//! Git operations for gitmirror
//!
//! This module provides directory-scoped git commands, cloning and branch
//! discovery. Everything goes through the `git` command line.

mod branch;
mod clone;
mod repo;

pub use branch::BranchSnapshot;
pub use repo::{GitRepo, ORIGIN};
//! Branch discovery from `git branch --all --verbose` output

use indexmap::IndexSet;

use super::repo::{GitRepo, ORIGIN};
use crate::Result;

/// Symbolic ref naming the remote's default branch; not a branch itself
const REMOTE_HEAD: &str = "HEAD";

/// Branch state of a repository at one point in time
#[derive(Debug, Clone, Default, PartialEq, Eq)]
pub struct BranchSnapshot {
    /// Branch checked out when the snapshot was taken (empty if none)
    pub current_branch: String,
    /// Branches under `remotes/origin/`, in listing order
    pub remote_branches: IndexSet<String>,
    /// Local branch names. Informational only; nothing acts on them.
    pub local_branches: IndexSet<String>,
}

impl BranchSnapshot {
    /// Parse the output of `git branch -a -v`
    ///
    /// Lines that fit no known shape are kept as local branch names rather
    /// than rejected.
    pub fn parse<'l>(lines: impl IntoIterator<Item = &'l str>) -> Self {
        let remote_prefix = format!("remotes/{}/", ORIGIN);
        let mut snapshot = Self::default();

        for line in lines {
            let line = line.trim();
            if line.is_empty() {
                continue;
            }

            if line.starts_with(&remote_prefix) {
                let name = first_token(line)
                    .strip_prefix(&remote_prefix)
                    .unwrap_or_default();
                if name.is_empty() || name == REMOTE_HEAD {
                    continue;
                }
                snapshot.remote_branches.insert(name.to_string());
            } else if let Some(rest) = line.strip_prefix('*') {
                let name = first_token(rest.trim_start());
                snapshot.current_branch = name.to_string();
                snapshot.local_branches.insert(name.to_string());
            } else {
                snapshot.local_branches.insert(first_token(line).to_string());
            }
        }

        snapshot
    }
}

fn first_token(s: &str) -> &str {
    s.split_whitespace().next().unwrap_or_default()
}

impl GitRepo<'_> {
    /// List all local and remote-tracking branches
    ///
    /// An empty repository yields an empty snapshot.
    pub fn discover_branches(&self) -> Result<BranchSnapshot> {
        let result = self.run_checked(&["branch", "-a", "-v", "--no-color"])?;
        let snapshot = BranchSnapshot::parse(result.lines.iter().map(String::as_str));

        tracing::debug!(
            current = %snapshot.current_branch,
            remote = ?snapshot.remote_branches,
            local = ?snapshot.local_branches,
            "Discovered branches"
        );

        Ok(snapshot)
    }
}

#[cfg(test)]
mod tests {
    use super::*;
    use crate::testing::ScriptedRunner;
    use std::path::PathBuf;

    const LISTING: &str = "\
* main                  1a2b3c4 Merge pull request #12
  dev                   5d6e7f8 Work in progress
  remotes/origin/HEAD   -> origin/main
  remotes/origin/dev    5d6e7f8 Work in progress
  remotes/origin/main   1a2b3c4 Merge pull request #12
  remotes/origin/release/1.x 9a8b7c6 Bump version
";

    fn names(set: &IndexSet<String>) -> Vec<&str> {
        set.iter().map(String::as_str).collect()
    }

    #[test]
    fn test_parse_typical_listing() {
        let snapshot = BranchSnapshot::parse(LISTING.lines());
        assert_eq!(snapshot.current_branch, "main");
        assert_eq!(
            names(&snapshot.remote_branches),
            vec!["dev", "main", "release/1.x"]
        );
        assert_eq!(names(&snapshot.local_branches), vec!["main", "dev"]);
    }

    #[test]
    fn test_remote_head_pointer_is_excluded() {
        let snapshot =
            BranchSnapshot::parse(["remotes/origin/HEAD -> remotes/origin/main"]);
        assert!(snapshot.remote_branches.is_empty());
        assert!(!snapshot.remote_branches.contains("HEAD"));
    }

    #[test]
    fn test_every_remote_line_yields_one_branch() {
        let lines = [
            "remotes/origin/a 111 first",
            "remotes/origin/b\t222 second",
            "remotes/origin/c",
        ];
        let snapshot = BranchSnapshot::parse(lines);
        assert_eq!(names(&snapshot.remote_branches), vec!["a", "b", "c"]);
    }

    #[test]
    fn test_remote_order_is_listing_order() {
        let snapshot = BranchSnapshot::parse([
            "remotes/origin/zeta 1 z",
            "remotes/origin/alpha 2 a",
            "remotes/origin/mid 3 m",
        ]);
        assert_eq!(
            names(&snapshot.remote_branches),
            vec!["zeta", "alpha", "mid"]
        );
    }

    #[test]
    fn test_other_remotes_are_not_mirrored() {
        let snapshot = BranchSnapshot::parse(["remotes/upstream/main 1 x"]);
        assert!(snapshot.remote_branches.is_empty());
        assert_eq!(
            names(&snapshot.local_branches),
            vec!["remotes/upstream/main"]
        );
    }

    #[test]
    fn test_empty_listing() {
        let snapshot = BranchSnapshot::parse("\n   \n".lines());
        assert_eq!(snapshot, BranchSnapshot::default());
    }

    #[test]
    fn test_malformed_line_is_kept_as_local_branch() {
        let snapshot = BranchSnapshot::parse([
            "remotes/origin/main 1 x",
            "???",
        ]);
        assert_eq!(names(&snapshot.local_branches), vec!["???"]);
        assert_eq!(names(&snapshot.remote_branches), vec!["main"]);
    }

    #[test]
    fn test_detached_head_line() {
        let snapshot = BranchSnapshot::parse(["* (HEAD detached at 1a2b3c4) 1a2b3c4 msg"]);
        assert_eq!(snapshot.current_branch, "(HEAD");
        assert!(snapshot.remote_branches.is_empty());
    }

    #[test]
    fn test_discover_branches_runs_listing_in_repo() {
        let runner = ScriptedRunner::new();
        runner.respond("branch", 0, LISTING);
        let root = PathBuf::from("/work/repo");
        let repo = GitRepo::new(&runner, "git", &root);

        let snapshot = repo.discover_branches().unwrap();

        assert_eq!(snapshot.remote_branches.len(), 3);
        assert_eq!(runner.commands(), vec!["branch -a -v --no-color"]);
        assert_eq!(runner.calls()[0].dir, root);
    }

    #[test]
    fn test_discover_branches_fails_on_nonzero_exit() {
        let runner = ScriptedRunner::new();
        runner.respond("branch", 128, "fatal: not a git repository");
        let root = PathBuf::from("/work/repo");
        let repo = GitRepo::new(&runner, "git", &root);

        assert!(repo.discover_branches().is_err());
    }
}
//! gitmirror CLI - mirror git repositories between remotes

mod commands;

use std::path::PathBuf;

use clap::{Parser, Subcommand};
use gitmirror_core::Config;
use tracing_subscriber::{fmt, prelude::*, EnvFilter};

use commands::{ListArgs, RunArgs, StatusArgs};

/// gitmirror: force-mirror git repositories from a source to a destination remote
#[derive(Parser, Debug)]
#[command(name = "gitmirror")]
#[command(author, version, about, long_about = None)]
struct Cli {
    /// Config file (defaults to ./config.yml)
    #[arg(short, long, global = true, value_name = "FILE")]
    config: Option<PathBuf>,

    /// Enable verbose output
    #[arg(short, long, global = true)]
    verbose: bool,

    /// Git program to run (overrides config and env)
    #[arg(long, global = true, env = "GITMIRROR_GIT")]
    git: Option<String>,

    /// Directory holding the local clones (overrides config and env)
    #[arg(long, global = true, value_name = "DIR", env = "GITMIRROR_WORKING_DIRECTORY")]
    working_directory: Option<PathBuf>,

    #[command(subcommand)]
    command: Option<Commands>,
}

#[derive(Subcommand, Debug)]
enum Commands {
    /// Mirror all enabled repositories (the default)
    #[command(visible_alias = "r")]
    Run(RunArgs),

    /// Show the merged repository table
    #[command(visible_alias = "ls")]
    List(ListArgs),

    /// Show the state of the local clones
    Status(StatusArgs),

    /// Show version information
    Version,
}

fn main() -> anyhow::Result<()> {
    let cli = Cli::parse();

    // RUST_LOG wins over the verbosity flag
    let filter = EnvFilter::try_from_default_env()
        .unwrap_or_else(|_| EnvFilter::new(if cli.verbose { "debug" } else { "info" }));
    tracing_subscriber::registry()
        .with(fmt::layer().with_target(false))
        .with(filter)
        .init();

    if let Some(Commands::Version) = cli.command {
        println!("gitmirror {}", env!("CARGO_PKG_VERSION"));
        return Ok(());
    }

    let config = Config::load_with_overrides(
        cli.config.as_deref(),
        cli.git.clone(),
        cli.working_directory.clone(),
    )?;

    if cli.verbose {
        tracing::info!(
            config = %config.source.display(),
            working_directory = %config.working_directory.display(),
            git = %config.git,
            repositories = config.repositories.len(),
            "Configuration loaded"
        );
    }

    match cli.command {
        Some(Commands::Run(args)) => args.execute(&config),
        Some(Commands::List(args)) => args.execute(&config),
        Some(Commands::Status(args)) => args.execute(&config),
        Some(Commands::Version) => Ok(()),
        None => RunArgs::default().execute(&config),
    }
}
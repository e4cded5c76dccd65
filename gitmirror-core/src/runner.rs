//! External command execution
//!
//! Every VCS operation goes through a [`CommandRunner`]. Commands are always
//! given as an argument vector and spawned without a shell, so URLs and branch
//! names are never interpolated into a command line.

use std::io::{BufRead, BufReader};
use std::path::Path;
use std::process::{Command, Stdio};

use crate::{Error, Result};

/// Outcome of running one external command
#[derive(Debug, Clone, Default, PartialEq, Eq)]
pub struct CommandResult {
    /// Combined stdout and stderr, one entry per line, in emission order
    pub lines: Vec<String>,
    /// Exit status; `0` means success
    pub status: i32,
}

impl CommandResult {
    /// Build a result from raw combined output text
    pub fn new(output: &str, status: i32) -> Self {
        Self {
            lines: output.lines().map(|l| l.to_string()).collect(),
            status,
        }
    }

    /// Whether the command exited with status `0`
    pub fn success(&self) -> bool {
        self.status == 0
    }

    /// The captured output joined back into a single string
    pub fn output(&self) -> String {
        self.lines.join("\n")
    }
}

/// Capability to run an external command inside a directory
///
/// Implementations must not treat a nonzero exit status as an error; callers
/// decide what a failure means for their operation. An `Err` is reserved for
/// commands that could not be started.
pub trait CommandRunner {
    /// Run `argv[0]` with the remaining arguments in `dir`
    fn run(&self, dir: &Path, argv: &[String]) -> Result<CommandResult>;
}

/// Runs commands as real child processes
#[derive(Debug, Default, Clone)]
pub struct SystemRunner;

impl SystemRunner {
    /// Create a new system runner
    pub fn new() -> Self {
        Self
    }
}

impl CommandRunner for SystemRunner {
    fn run(&self, dir: &Path, argv: &[String]) -> Result<CommandResult> {
        let (program, args) = argv
            .split_first()
            .ok_or_else(|| Error::Other("Cannot run an empty command".to_string()))?;

        tracing::debug!(dir = %dir.display(), "Run command: {}", argv.join(" "));

        // Both streams share one pipe so their lines interleave in the order
        // the child wrote them.
        let (reader, writer) = std::io::pipe()?;
        let mut child = Command::new(program)
            .args(args)
            .current_dir(dir)
            .stdin(Stdio::null())
            .stdout(writer.try_clone()?)
            .stderr(writer)
            .spawn()
            .map_err(|e| Error::Spawn {
                program: program.clone(),
                source: e,
            })?;

        let mut lines = Vec::new();
        let mut reader = BufReader::new(reader);
        let mut buf = Vec::new();
        loop {
            buf.clear();
            if reader.read_until(b'\n', &mut buf)? == 0 {
                break;
            }
            let line = String::from_utf8_lossy(&buf);
            let line = line.trim_end_matches(['\n', '\r']).to_string();
            tracing::debug!("  {}", line);
            lines.push(line);
        }

        let status = child.wait()?;
        // Killed by a signal: no exit code, report as a generic failure.
        let status = status.code().unwrap_or(-1);
        if status != 0 {
            tracing::debug!("ERROR: returncode {}", status);
        }

        Ok(CommandResult { lines, status })
    }
}

#[cfg(test)]
mod tests {
    use super::*;

    fn argv(args: &[&str]) -> Vec<String> {
        args.iter().map(|s| s.to_string()).collect()
    }

    #[test]
    fn test_command_result_from_text() {
        let result = CommandResult::new("one\ntwo\n", 0);
        assert_eq!(result.lines, vec!["one", "two"]);
        assert!(result.success());
        assert_eq!(result.output(), "one\ntwo");
    }

    #[test]
    fn test_nonzero_status_is_not_success() {
        assert!(!CommandResult::new("", 1).success());
        assert!(!CommandResult::new("", -1).success());
    }

    #[test]
    fn test_empty_argv_is_error() {
        let runner = SystemRunner::new();
        let result = runner.run(Path::new("."), &[]);
        assert!(matches!(result, Err(Error::Other(_))));
    }

    #[test]
    fn test_missing_program_is_spawn_error() {
        let runner = SystemRunner::new();
        let result = runner.run(
            Path::new("."),
            &argv(&["/nonexistent/gitmirror-test-binary-12345"]),
        );
        assert!(matches!(result, Err(Error::Spawn { .. })));
    }

    #[cfg(unix)]
    #[test]
    fn test_merges_stdout_and_stderr_in_order() {
        let runner = SystemRunner::new();
        let result = runner
            .run(
                Path::new("."),
                &argv(&["sh", "-c", "echo out1; echo err1 1>&2; echo out2"]),
            )
            .unwrap();
        assert!(result.success());
        assert_eq!(result.lines, vec!["out1", "err1", "out2"]);
    }

    #[cfg(unix)]
    #[test]
    fn test_nonzero_exit_is_reported_not_raised() {
        let runner = SystemRunner::new();
        let result = runner
            .run(Path::new("."), &argv(&["sh", "-c", "echo boom; exit 3"]))
            .unwrap();
        assert_eq!(result.status, 3);
        assert_eq!(result.lines, vec!["boom"]);
    }

    #[cfg(unix)]
    #[test]
    fn test_runs_in_given_directory() {
        let dir = tempfile::tempdir().unwrap();
        let runner = SystemRunner::new();
        let result = runner.run(dir.path(), &argv(&["pwd"])).unwrap();
        let reported = std::fs::canonicalize(&result.lines[0]).unwrap();
        assert_eq!(reported, std::fs::canonicalize(dir.path()).unwrap());
    }

    #[cfg(unix)]
    #[test]
    fn test_arguments_are_not_shell_interpolated() {
        let runner = SystemRunner::new();
        let result = runner
            .run(Path::new("."), &argv(&["echo", "$(whoami); ls"]))
            .unwrap();
        assert_eq!(result.lines, vec!["$(whoami); ls"]);
    }
}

--- Task ---
Whenever a line of the data holds the string "boom", pick that line out.

--- Solution for this task ---
            .run(Path::new("."), &argv(&["sh", "-c", "echo boom; exit 3"]))
        assert_eq!(result.lines, vec!["boom"]);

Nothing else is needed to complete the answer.